About this exercise: Each record below must be returned exactly as shown.

The input:
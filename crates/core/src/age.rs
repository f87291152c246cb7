//! Age-phrase parsing.
//!
//! Free-text age constraints come in a handful of phrase shapes. Each shape
//! is a pure predicate+extractor pair compiled once into an ordered rule
//! table; the table order is the precedence contract, evaluated regardless
//! of where a phrase sits in the text:
//!
//! 1. explicit numeric ranges (`between 20 and 40`, `30 to 50 years`)
//! 2. explicit comparisons (`over 50`, `younger than 30`, `65+`)
//! 3. category keywords (`children`, `elderly`, ...)
//!
//! The first rule whose pattern matches wins, and at most one age predicate
//! is produced per query. Ages are only read from literal digits; written-out
//! numbers ("fifty") are not parsed.

use nlq_types::{AgeCategory, AgePattern};
use regex::{Captures, Regex};
use std::sync::LazyLock;

/// A compiled phrase pattern with its extractor.
struct AgeRule {
    regex: Regex,
    extract: fn(&Captures) -> Option<AgePattern>,
}

/// Ordered rule table; the order is load-bearing (see module docs).
static AGE_RULES: LazyLock<Vec<AgeRule>> = LazyLock::new(|| {
    vec![
        // Explicit numeric ranges bind tightest, wherever they appear.
        rule(r"(?i)\bbetween (\d+) and (\d+)\b", |caps| {
            Some(AgePattern::between(num(caps, 1)?, num(caps, 2)?))
        }),
        rule(r"(?i)\b(\d+) to (\d+) years?\b", |caps| {
            Some(AgePattern::between(num(caps, 1)?, num(caps, 2)?))
        }),
        // Explicit comparisons.
        rule(r"(?i)\b(?:over|above|older than) (\d+)\b", |caps| {
            Some(AgePattern::GreaterThan(num(caps, 1)?))
        }),
        rule(r"(?i)\b(?:under|below|younger than) (\d+)\b", |caps| {
            Some(AgePattern::LessThan(num(caps, 1)?))
        }),
        rule(r"(?i)\b(\d+)\+", |caps| {
            Some(AgePattern::GreaterThan(num(caps, 1)?))
        }),
        // Category keywords. `youth` forms sit ahead of `adult` forms so
        // "young adults" resolves to the youth band.
        rule(r"(?i)\b(?:elderly|seniors?)\b", |_| {
            Some(AgePattern::Category(AgeCategory::Senior))
        }),
        rule(r"(?i)\b(?:children|child|kids?|p(?:a)?ediatric)\b", |_| {
            Some(AgePattern::Category(AgeCategory::Child))
        }),
        rule(r"(?i)\b(?:youth|young adults?|adolescents?)\b", |_| {
            Some(AgePattern::Category(AgeCategory::Youth))
        }),
        rule(r"(?i)\b(?:adults?|middle[ -]?aged?)\b", |_| {
            Some(AgePattern::Category(AgeCategory::Adult))
        }),
        rule(r"(?i)\b(?:infants?|babies|newborns?)\b", |_| {
            Some(AgePattern::Category(AgeCategory::Infant))
        }),
    ]
});

fn rule(regex_str: &str, extract: fn(&Captures) -> Option<AgePattern>) -> AgeRule {
    AgeRule {
        regex: Regex::new(regex_str).expect("Invalid age rule pattern"),
        extract,
    }
}

/// Parses a capture group as an age; digit runs that do not fit are treated
/// as no match, never as an error.
fn num(caps: &Captures, index: usize) -> Option<u32> {
    caps.get(index)?.as_str().parse().ok()
}

/// Extracts the age predicate from `text`, if any phrase matches.
///
/// Case-insensitive; returns `None` when no phrase shape is present, which is
/// a normal outcome.
pub fn parse_age_filter(text: &str) -> Option<AgePattern> {
    AGE_RULES.iter().find_map(|rule| {
        rule.regex
            .captures(text)
            .and_then(|caps| (rule.extract)(&caps))
    })
}

#[cfg(test)]
mod tests {
    use super::*;

    #[test]
    fn parses_between_range() {
        assert_eq!(
            parse_age_filter("patients between 20 and 40"),
            Some(AgePattern::Between(20, 40))
        );
    }

    #[test]
    fn between_range_normalises_swapped_bounds() {
        assert_eq!(
            parse_age_filter("between 50 and 30"),
            Some(AgePattern::Between(30, 50))
        );
    }

    #[test]
    fn parses_to_years_range() {
        assert_eq!(
            parse_age_filter("aged 30 to 50 years"),
            Some(AgePattern::Between(30, 50))
        );
        assert_eq!(
            parse_age_filter("30 to 50 year olds"),
            Some(AgePattern::Between(30, 50))
        );
        // Without the years suffix this shape is not an age phrase.
        assert_eq!(parse_age_filter("rooms 30 to 50"), None);
    }

    #[test]
    fn parses_greater_than_comparisons() {
        assert_eq!(
            parse_age_filter("patients over 50"),
            Some(AgePattern::GreaterThan(50))
        );
        assert_eq!(
            parse_age_filter("above 40"),
            Some(AgePattern::GreaterThan(40))
        );
        assert_eq!(
            parse_age_filter("older than 65"),
            Some(AgePattern::GreaterThan(65))
        );
        assert_eq!(parse_age_filter("65+"), Some(AgePattern::GreaterThan(65)));
    }

    #[test]
    fn parses_less_than_comparisons() {
        assert_eq!(
            parse_age_filter("patients under 30"),
            Some(AgePattern::LessThan(30))
        );
        assert_eq!(parse_age_filter("below 18"), Some(AgePattern::LessThan(18)));
        assert_eq!(
            parse_age_filter("younger than 25"),
            Some(AgePattern::LessThan(25))
        );
    }

    #[test]
    fn parses_category_keywords() {
        assert_eq!(
            parse_age_filter("elderly patients"),
            Some(AgePattern::Category(AgeCategory::Senior))
        );
        assert_eq!(
            parse_age_filter("children with asthma"),
            Some(AgePattern::Category(AgeCategory::Child))
        );
        assert_eq!(
            parse_age_filter("kids in the ward"),
            Some(AgePattern::Category(AgeCategory::Child))
        );
        assert_eq!(
            parse_age_filter("adolescents"),
            Some(AgePattern::Category(AgeCategory::Youth))
        );
        assert_eq!(
            parse_age_filter("adults with depression"),
            Some(AgePattern::Category(AgeCategory::Adult))
        );
        assert_eq!(
            parse_age_filter("middle-aged patients"),
            Some(AgePattern::Category(AgeCategory::Adult))
        );
        assert_eq!(
            parse_age_filter("infants with respiratory issues"),
            Some(AgePattern::Category(AgeCategory::Infant))
        );
        assert_eq!(
            parse_age_filter("newborns"),
            Some(AgePattern::Category(AgeCategory::Infant))
        );
    }

    #[test]
    fn young_adults_resolve_to_the_youth_band() {
        assert_eq!(
            parse_age_filter("young adults who have cancer"),
            Some(AgePattern::Category(AgeCategory::Youth))
        );
    }

    #[test]
    fn ranges_outrank_comparisons_and_categories() {
        // The range phrase wins even when a comparison appears first in the
        // text.
        assert_eq!(
            parse_age_filter("over 30 but between 40 and 60"),
            Some(AgePattern::Between(40, 60))
        );
        assert_eq!(
            parse_age_filter("children between 5 and 10"),
            Some(AgePattern::Between(5, 10))
        );
    }

    #[test]
    fn comparisons_outrank_categories() {
        assert_eq!(
            parse_age_filter("seniors over 70"),
            Some(AgePattern::GreaterThan(70))
        );
    }

    #[test]
    fn matching_is_case_insensitive() {
        assert_eq!(
            parse_age_filter("BETWEEN 20 AND 40"),
            Some(AgePattern::Between(20, 40))
        );
        assert_eq!(
            parse_age_filter("ELDERLY"),
            Some(AgePattern::Category(AgeCategory::Senior))
        );
    }

    #[test]
    fn written_out_numbers_are_not_parsed() {
        assert_eq!(parse_age_filter("over fifty"), None);
    }

    #[test]
    fn unparseable_digit_runs_are_no_match() {
        assert_eq!(parse_age_filter("over 99999999999999999999"), None);
    }

    #[test]
    fn plain_text_has_no_age() {
        assert_eq!(parse_age_filter("show me all patients"), None);
        assert_eq!(parse_age_filter(""), None);
    }
}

Exercise result:
filename crates/core/src/age.rs
repository f87291152c246cb7
//! Age-phrase parsing.
//!
//! Free-text age constraints come in a handful of phrase shapes. Each shape
//! is a pure predicate+extractor pair compiled once into an ordered rule
//! table; the table order is the precedence contract, evaluated regardless
//! of where a phrase sits in the text:
//!
//! 1. explicit numeric ranges (`between 20 and 40`, `30 to 50 years`)
//! 2. explicit comparisons (`over 50`, `younger than 30`, `65+`)
//! 3. category keywords (`children`, `elderly`, ...)
//!
//! The first rule whose pattern matches wins, and at most one age predicate
//! is produced per query. Ages are only read from literal digits; written-out
//! numbers ("fifty") are not parsed.

use nlq_types::{AgeCategory, AgePattern};
use regex::{Captures, Regex};
use std::sync::LazyLock;

/// A compiled phrase pattern with its extractor.
struct AgeRule {
    regex: Regex,
    extract: fn(&Captures) -> Option<AgePattern>,
}

/// Ordered rule table; the order is load-bearing (see module docs).
static AGE_RULES: LazyLock<Vec<AgeRule>> = LazyLock::new(|| {
    vec![
        // Explicit numeric ranges bind tightest, wherever they appear.
        rule(r"(?i)\bbetween (\d+) and (\d+)\b", |caps| {
            Some(AgePattern::between(num(caps, 1)?, num(caps, 2)?))
        }),
        rule(r"(?i)\b(\d+) to (\d+) years?\b", |caps| {
            Some(AgePattern::between(num(caps, 1)?, num(caps, 2)?))
        }),
        // Explicit comparisons.
        rule(r"(?i)\b(?:over|above|older than) (\d+)\b", |caps| {
            Some(AgePattern::GreaterThan(num(caps, 1)?))
        }),
        rule(r"(?i)\b(?:under|below|younger than) (\d+)\b", |caps| {
            Some(AgePattern::LessThan(num(caps, 1)?))
        }),
        rule(r"(?i)\b(\d+)\+", |caps| {
            Some(AgePattern::GreaterThan(num(caps, 1)?))
        }),
        // Category keywords. `youth` forms sit ahead of `adult` forms so
        // "young adults" resolves to the youth band.
        rule(r"(?i)\b(?:elderly|seniors?)\b", |_| {
            Some(AgePattern::Category(AgeCategory::Senior))
        }),
        rule(r"(?i)\b(?:children|child|kids?|p(?:a)?ediatric)\b", |_| {
            Some(AgePattern::Category(AgeCategory::Child))
        }),
        rule(r"(?i)\b(?:youth|young adults?|adolescents?)\b", |_| {
            Some(AgePattern::Category(AgeCategory::Youth))
        }),
        rule(r"(?i)\b(?:adults?|middle[ -]?aged?)\b", |_| {
            Some(AgePattern::Category(AgeCategory::Adult))
        }),
        rule(r"(?i)\b(?:infants?|babies|newborns?)\b", |_| {
            Some(AgePattern::Category(AgeCategory::Infant))
        }),
    ]
});

fn rule(regex_str: &str, extract: fn(&Captures) -> Option<AgePattern>) -> AgeRule {
    AgeRule {
        regex: Regex::new(regex_str).expect("Invalid age rule pattern"),
        extract,
    }
}

/// Parses a capture group as an age; digit runs that do not fit are treated
/// as no match, never as an error.
fn num(caps: &Captures, index: usize) -> Option<u32> {
    caps.get(index)?.as_str().parse().ok()
}

/// Extracts the age predicate from `text`, if any phrase matches.
///
/// Case-insensitive; returns `None` when no phrase shape is present, which is
/// a normal outcome.
pub fn parse_age_filter(text: &str) -> Option<AgePattern> {
    AGE_RULES.iter().find_map(|rule| {
        rule.regex
            .captures(text)
            .and_then(|caps| (rule.extract)(&caps))
    })
}

#[cfg(test)]
mod tests {
    use super::*;

    #[test]
    fn parses_between_range() {
        assert_eq!(
            parse_age_filter("patients between 20 and 40"),
            Some(AgePattern::Between(20, 40))
        );
    }

    #[test]
    fn between_range_normalises_swapped_bounds() {
        assert_eq!(
            parse_age_filter("between 50 and 30"),
            Some(AgePattern::Between(30, 50))
        );
    }

    #[test]
    fn parses_to_years_range() {
        assert_eq!(
            parse_age_filter("aged 30 to 50 years"),
            Some(AgePattern::Between(30, 50))
        );
        assert_eq!(
            parse_age_filter("30 to 50 year olds"),
            Some(AgePattern::Between(30, 50))
        );
        // Without the years suffix this shape is not an age phrase.
        assert_eq!(parse_age_filter("rooms 30 to 50"), None);
    }

    #[test]
    fn parses_greater_than_comparisons() {
        assert_eq!(
            parse_age_filter("patients over 50"),
            Some(AgePattern::GreaterThan(50))
        );
        assert_eq!(
            parse_age_filter("above 40"),
            Some(AgePattern::GreaterThan(40))
        );
        assert_eq!(
            parse_age_filter("older than 65"),
            Some(AgePattern::GreaterThan(65))
        );
        assert_eq!(parse_age_filter("65+"), Some(AgePattern::GreaterThan(65)));
    }

    #[test]
    fn parses_less_than_comparisons() {
        assert_eq!(
            parse_age_filter("patients under 30"),
            Some(AgePattern::LessThan(30))
        );
        assert_eq!(parse_age_filter("below 18"), Some(AgePattern::LessThan(18)));
        assert_eq!(
            parse_age_filter("younger than 25"),
            Some(AgePattern::LessThan(25))
        );
    }

    #[test]
    fn parses_category_keywords() {
        assert_eq!(
            parse_age_filter("elderly patients"),
            Some(AgePattern::Category(AgeCategory::Senior))
        );
        assert_eq!(
            parse_age_filter("children with asthma"),
            Some(AgePattern::Category(AgeCategory::Child))
        );
        assert_eq!(
            parse_age_filter("kids in the ward"),
            Some(AgePattern::Category(AgeCategory::Child))
        );
        assert_eq!(
            parse_age_filter("adolescents"),
            Some(AgePattern::Category(AgeCategory::Youth))
        );
        assert_eq!(
            parse_age_filter("adults with depression"),
            Some(AgePattern::Category(AgeCategory::Adult))
        );
        assert_eq!(
            parse_age_filter("middle-aged patients"),
            Some(AgePattern::Category(AgeCategory::Adult))
        );
        assert_eq!(
            parse_age_filter("infants with respiratory issues"),
            Some(AgePattern::Category(AgeCategory::Infant))
        );
        assert_eq!(
            parse_age_filter("newborns"),
            Some(AgePattern::Category(AgeCategory::Infant))
        );
    }

    #[test]
    fn young_adults_resolve_to_the_youth_band() {
        assert_eq!(
            parse_age_filter("young adults who have cancer"),
            Some(AgePattern::Category(AgeCategory::Youth))
        );
    }

    #[test]
    fn ranges_outrank_comparisons_and_categories() {
        // The range phrase wins even when a comparison appears first in the
        // text.
        assert_eq!(
            parse_age_filter("over 30 but between 40 and 60"),
            Some(AgePattern::Between(40, 60))
        );
        assert_eq!(
            parse_age_filter("children between 5 and 10"),
            Some(AgePattern::Between(5, 10))
        );
    }

    #[test]
    fn comparisons_outrank_categories() {
        assert_eq!(
            parse_age_filter("seniors over 70"),
            Some(AgePattern::GreaterThan(70))
        );
    }

    #[test]
    fn matching_is_case_insensitive() {
        assert_eq!(
            parse_age_filter("BETWEEN 20 AND 40"),
            Some(AgePattern::Between(20, 40))
        );
        assert_eq!(
            parse_age_filter("ELDERLY"),
            Some(AgePattern::Category(AgeCategory::Senior))
        );
    }

    #[test]
    fn written_out_numbers_are_not_parsed() {
        assert_eq!(parse_age_filter("over fifty"), None);
    }

    #[test]
    fn unparseable_digit_runs_are_no_match() {
        assert_eq!(parse_age_filter("over 99999999999999999999"), None);
    }

    #[test]
    fn plain_text_has_no_age() {
        assert_eq!(parse_age_filter("show me all patients"), None);
        assert_eq!(parse_age_filter(""), None);
    }
}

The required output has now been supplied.